* [SOURCE DATA]:

┏━━

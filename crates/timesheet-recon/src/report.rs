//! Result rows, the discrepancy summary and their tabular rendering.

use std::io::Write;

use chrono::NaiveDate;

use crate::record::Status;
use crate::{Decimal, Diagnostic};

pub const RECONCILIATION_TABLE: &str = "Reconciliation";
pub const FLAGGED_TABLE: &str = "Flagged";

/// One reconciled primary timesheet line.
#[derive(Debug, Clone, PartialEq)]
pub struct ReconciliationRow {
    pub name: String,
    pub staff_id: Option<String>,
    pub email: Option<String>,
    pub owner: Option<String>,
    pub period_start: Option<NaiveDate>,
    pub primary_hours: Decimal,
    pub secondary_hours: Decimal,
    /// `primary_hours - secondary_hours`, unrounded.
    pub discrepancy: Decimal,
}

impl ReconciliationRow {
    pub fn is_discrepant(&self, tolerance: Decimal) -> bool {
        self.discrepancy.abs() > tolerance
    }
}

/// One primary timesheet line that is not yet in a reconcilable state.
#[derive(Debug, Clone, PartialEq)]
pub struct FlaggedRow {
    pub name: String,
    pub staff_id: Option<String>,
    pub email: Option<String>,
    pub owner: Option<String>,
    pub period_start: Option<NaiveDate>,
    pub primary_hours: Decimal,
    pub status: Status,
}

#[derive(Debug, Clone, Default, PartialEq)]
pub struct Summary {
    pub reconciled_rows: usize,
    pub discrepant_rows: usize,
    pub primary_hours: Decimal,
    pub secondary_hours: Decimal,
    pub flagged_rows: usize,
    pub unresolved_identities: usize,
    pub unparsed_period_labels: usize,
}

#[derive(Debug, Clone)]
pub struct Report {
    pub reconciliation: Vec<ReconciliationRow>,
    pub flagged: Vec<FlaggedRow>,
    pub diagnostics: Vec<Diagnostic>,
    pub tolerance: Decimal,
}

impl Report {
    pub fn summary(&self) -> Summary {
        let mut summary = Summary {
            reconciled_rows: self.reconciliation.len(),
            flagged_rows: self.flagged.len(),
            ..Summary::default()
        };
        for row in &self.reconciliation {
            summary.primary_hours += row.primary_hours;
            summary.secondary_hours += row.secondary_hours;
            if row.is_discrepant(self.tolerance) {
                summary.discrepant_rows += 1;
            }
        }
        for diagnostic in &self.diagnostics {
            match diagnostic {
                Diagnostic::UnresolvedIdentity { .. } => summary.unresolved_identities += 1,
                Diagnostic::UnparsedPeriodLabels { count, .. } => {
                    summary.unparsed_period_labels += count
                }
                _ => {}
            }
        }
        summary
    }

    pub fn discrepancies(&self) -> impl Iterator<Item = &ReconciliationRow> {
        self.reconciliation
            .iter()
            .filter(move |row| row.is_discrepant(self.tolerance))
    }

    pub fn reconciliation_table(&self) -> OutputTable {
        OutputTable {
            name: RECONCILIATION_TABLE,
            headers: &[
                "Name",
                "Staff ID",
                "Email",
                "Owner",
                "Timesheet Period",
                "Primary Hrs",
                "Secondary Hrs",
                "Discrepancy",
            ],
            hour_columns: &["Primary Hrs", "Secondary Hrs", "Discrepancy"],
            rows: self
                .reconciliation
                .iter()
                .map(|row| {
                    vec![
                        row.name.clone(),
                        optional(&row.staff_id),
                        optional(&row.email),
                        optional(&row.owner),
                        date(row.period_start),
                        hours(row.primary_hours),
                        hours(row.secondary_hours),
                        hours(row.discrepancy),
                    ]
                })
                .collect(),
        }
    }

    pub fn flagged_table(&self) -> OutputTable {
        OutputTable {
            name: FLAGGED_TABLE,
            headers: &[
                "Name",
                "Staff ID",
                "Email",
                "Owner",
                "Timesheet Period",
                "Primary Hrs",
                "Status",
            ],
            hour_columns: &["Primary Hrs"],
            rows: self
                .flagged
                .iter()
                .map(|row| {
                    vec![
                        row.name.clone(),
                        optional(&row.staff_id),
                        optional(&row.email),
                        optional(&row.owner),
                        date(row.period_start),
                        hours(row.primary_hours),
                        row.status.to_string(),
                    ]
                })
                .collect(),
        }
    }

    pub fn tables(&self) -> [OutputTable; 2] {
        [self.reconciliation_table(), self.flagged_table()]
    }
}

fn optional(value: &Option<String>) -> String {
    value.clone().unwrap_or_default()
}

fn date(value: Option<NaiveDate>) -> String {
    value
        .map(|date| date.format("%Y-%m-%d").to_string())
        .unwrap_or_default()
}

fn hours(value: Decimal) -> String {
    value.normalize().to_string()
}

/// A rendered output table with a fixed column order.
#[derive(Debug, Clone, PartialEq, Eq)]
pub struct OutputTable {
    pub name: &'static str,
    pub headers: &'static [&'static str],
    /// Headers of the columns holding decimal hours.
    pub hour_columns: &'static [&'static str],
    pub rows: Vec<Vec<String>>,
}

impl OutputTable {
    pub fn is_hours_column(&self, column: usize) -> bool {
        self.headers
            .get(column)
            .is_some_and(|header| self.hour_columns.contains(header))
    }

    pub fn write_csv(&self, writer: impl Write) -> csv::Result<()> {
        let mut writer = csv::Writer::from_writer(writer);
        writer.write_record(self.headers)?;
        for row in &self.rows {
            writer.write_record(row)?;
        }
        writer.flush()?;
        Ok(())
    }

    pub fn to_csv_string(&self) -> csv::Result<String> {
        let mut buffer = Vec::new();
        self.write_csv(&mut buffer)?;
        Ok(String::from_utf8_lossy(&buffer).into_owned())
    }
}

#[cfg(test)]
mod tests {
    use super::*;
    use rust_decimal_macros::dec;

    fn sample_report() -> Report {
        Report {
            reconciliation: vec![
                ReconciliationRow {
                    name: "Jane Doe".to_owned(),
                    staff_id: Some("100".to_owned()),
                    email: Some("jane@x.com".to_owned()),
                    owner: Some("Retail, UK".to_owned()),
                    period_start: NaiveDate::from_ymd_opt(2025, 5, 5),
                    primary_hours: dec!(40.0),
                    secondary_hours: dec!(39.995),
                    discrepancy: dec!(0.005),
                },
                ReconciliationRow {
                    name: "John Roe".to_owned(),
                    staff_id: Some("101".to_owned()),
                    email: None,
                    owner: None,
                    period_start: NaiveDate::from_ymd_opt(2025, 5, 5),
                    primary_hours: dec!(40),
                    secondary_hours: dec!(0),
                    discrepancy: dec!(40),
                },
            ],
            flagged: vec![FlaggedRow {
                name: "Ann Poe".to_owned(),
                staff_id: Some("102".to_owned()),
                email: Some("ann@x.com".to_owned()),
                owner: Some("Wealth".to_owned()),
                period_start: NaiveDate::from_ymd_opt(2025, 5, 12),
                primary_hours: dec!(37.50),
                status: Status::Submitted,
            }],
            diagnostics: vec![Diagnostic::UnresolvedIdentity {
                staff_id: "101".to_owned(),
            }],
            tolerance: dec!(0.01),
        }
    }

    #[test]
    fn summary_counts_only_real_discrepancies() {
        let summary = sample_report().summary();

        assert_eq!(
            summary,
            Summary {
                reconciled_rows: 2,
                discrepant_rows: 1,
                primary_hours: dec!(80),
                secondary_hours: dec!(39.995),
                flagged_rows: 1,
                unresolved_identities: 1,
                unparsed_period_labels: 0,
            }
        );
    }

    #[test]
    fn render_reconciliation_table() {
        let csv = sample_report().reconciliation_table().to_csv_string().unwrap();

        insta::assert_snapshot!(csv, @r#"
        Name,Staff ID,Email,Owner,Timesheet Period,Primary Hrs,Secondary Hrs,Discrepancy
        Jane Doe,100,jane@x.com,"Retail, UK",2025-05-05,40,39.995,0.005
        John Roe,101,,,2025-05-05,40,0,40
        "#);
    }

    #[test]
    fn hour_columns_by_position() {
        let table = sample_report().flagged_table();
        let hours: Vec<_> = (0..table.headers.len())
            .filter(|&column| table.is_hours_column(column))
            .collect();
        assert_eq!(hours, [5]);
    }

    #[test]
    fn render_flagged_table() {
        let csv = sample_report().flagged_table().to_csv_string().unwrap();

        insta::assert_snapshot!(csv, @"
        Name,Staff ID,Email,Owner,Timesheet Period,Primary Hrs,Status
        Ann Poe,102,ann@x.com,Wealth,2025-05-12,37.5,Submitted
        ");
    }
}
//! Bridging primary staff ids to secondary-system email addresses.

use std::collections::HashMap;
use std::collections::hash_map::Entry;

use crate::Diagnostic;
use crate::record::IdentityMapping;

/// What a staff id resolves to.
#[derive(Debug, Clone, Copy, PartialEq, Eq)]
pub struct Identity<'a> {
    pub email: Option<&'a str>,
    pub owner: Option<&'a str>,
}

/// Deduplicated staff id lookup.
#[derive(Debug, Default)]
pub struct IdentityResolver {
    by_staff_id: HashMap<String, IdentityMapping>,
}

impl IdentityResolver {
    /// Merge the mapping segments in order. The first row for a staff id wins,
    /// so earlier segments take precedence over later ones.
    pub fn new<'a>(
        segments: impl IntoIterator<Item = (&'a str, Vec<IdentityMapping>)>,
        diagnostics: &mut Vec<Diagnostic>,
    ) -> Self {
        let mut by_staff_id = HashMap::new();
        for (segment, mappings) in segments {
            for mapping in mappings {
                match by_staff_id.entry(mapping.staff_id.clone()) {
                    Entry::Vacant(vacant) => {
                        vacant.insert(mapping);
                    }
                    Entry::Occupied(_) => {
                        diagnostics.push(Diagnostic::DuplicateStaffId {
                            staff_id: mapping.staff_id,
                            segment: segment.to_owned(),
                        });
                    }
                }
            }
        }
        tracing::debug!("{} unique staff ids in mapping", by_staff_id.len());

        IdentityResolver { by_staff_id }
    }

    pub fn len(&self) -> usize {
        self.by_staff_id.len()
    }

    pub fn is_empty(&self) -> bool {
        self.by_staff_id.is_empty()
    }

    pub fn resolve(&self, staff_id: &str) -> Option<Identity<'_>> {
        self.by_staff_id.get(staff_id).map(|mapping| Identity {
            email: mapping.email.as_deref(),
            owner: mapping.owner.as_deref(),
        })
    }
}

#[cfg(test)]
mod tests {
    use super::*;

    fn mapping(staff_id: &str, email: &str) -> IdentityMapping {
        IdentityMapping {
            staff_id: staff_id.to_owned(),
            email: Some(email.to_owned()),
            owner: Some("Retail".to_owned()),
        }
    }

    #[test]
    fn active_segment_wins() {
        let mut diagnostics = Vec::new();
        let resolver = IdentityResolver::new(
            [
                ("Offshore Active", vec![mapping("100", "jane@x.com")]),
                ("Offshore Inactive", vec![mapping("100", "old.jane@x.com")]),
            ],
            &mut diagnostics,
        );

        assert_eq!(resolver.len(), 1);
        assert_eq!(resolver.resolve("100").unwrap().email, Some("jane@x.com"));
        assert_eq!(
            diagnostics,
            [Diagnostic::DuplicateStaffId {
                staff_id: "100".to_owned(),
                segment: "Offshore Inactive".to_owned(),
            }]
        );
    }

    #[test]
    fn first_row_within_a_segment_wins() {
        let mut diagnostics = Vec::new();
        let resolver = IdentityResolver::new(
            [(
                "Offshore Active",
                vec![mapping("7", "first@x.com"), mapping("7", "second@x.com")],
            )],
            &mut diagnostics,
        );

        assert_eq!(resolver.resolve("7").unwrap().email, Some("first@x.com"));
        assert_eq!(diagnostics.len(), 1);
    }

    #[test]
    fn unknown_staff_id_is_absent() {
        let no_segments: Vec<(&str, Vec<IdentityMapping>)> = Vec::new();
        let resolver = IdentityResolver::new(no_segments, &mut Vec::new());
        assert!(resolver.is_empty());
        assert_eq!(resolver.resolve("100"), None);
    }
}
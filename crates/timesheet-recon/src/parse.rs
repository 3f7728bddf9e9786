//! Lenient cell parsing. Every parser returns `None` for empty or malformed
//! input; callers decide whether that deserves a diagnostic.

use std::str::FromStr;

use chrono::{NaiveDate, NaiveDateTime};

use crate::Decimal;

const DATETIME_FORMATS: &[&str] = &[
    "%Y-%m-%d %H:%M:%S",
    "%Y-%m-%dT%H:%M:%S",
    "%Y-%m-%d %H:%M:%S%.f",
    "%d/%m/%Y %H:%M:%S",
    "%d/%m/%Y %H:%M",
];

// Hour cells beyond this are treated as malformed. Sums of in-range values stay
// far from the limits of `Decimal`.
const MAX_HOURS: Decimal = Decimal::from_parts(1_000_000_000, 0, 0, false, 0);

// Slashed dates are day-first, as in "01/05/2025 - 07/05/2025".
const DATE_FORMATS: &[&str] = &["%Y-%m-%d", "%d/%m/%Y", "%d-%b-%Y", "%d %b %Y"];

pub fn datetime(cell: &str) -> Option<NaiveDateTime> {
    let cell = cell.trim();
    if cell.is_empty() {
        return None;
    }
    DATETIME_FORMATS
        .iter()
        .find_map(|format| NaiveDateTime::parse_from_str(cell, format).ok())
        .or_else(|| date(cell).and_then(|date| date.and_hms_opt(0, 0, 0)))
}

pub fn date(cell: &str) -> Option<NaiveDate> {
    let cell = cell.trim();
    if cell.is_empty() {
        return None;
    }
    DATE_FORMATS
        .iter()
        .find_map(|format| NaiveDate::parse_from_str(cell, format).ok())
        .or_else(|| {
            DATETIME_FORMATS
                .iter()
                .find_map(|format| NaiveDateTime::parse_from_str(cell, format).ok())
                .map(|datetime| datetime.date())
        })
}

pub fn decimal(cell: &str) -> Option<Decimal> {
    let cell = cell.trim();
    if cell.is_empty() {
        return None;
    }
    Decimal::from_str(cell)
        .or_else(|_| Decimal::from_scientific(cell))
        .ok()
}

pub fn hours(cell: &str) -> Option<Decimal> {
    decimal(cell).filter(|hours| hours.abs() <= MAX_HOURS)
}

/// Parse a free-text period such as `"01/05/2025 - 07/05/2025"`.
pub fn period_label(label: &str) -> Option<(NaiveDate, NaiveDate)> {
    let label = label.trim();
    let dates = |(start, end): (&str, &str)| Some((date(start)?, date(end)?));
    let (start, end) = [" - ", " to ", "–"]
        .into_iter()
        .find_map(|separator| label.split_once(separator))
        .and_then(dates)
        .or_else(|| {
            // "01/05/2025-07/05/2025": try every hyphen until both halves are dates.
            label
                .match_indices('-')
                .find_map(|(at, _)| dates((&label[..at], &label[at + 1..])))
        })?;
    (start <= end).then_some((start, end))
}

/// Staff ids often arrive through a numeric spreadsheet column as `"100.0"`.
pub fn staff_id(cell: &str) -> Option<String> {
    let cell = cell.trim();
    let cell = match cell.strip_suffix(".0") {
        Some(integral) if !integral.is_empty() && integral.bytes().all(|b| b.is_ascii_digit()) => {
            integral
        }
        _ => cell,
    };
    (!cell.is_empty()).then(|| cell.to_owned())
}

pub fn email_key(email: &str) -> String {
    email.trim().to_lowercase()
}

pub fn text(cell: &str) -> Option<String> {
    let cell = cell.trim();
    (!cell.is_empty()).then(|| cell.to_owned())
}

┗━━

* [YOUR GOAL]: Using the data above, return every line that contains the string "IdentityResolver".

* [WRITTEN ANSWER]:
pub struct IdentityResolver {
impl IdentityResolver {
        IdentityResolver { by_staff_id }
        let resolver = IdentityResolver::new(
        let resolver = IdentityResolver::new(
        let resolver = IdentityResolver::new(no_segments, &mut Vec::new());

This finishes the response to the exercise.